### WHAT THE TASK ASKS:
What lines in the records below contain the string "core"? Copy every one.

[[ MATERIAL PROVIDED, beginning ]]

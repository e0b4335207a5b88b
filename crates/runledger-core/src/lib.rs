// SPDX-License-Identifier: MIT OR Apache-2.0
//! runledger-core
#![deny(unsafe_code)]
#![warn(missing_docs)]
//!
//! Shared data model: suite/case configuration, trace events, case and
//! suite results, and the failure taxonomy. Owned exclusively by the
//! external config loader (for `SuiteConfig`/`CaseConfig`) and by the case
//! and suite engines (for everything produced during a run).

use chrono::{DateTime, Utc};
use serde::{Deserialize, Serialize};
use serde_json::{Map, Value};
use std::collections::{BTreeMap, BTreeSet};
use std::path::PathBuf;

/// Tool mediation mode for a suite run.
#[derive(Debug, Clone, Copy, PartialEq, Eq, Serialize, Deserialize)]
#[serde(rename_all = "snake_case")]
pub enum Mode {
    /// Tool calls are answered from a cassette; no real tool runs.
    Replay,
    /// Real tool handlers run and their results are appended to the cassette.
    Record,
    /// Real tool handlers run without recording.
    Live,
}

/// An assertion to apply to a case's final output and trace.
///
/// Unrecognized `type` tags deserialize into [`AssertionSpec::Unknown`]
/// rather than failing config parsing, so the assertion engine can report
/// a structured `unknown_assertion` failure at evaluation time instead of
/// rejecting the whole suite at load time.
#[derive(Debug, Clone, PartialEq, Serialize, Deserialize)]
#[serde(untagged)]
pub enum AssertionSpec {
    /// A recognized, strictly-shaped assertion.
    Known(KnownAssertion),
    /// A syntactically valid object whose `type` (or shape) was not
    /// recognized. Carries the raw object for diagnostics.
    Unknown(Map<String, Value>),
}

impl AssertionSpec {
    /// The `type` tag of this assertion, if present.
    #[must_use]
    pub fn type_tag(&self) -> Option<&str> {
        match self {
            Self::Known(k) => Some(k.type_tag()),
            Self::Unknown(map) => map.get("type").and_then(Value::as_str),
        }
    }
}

[[ MATERIAL PROVIDED, end ]]

### TASK RESPONSE:
filename crates/runledger-core/src/lib.rs
//! runledger-core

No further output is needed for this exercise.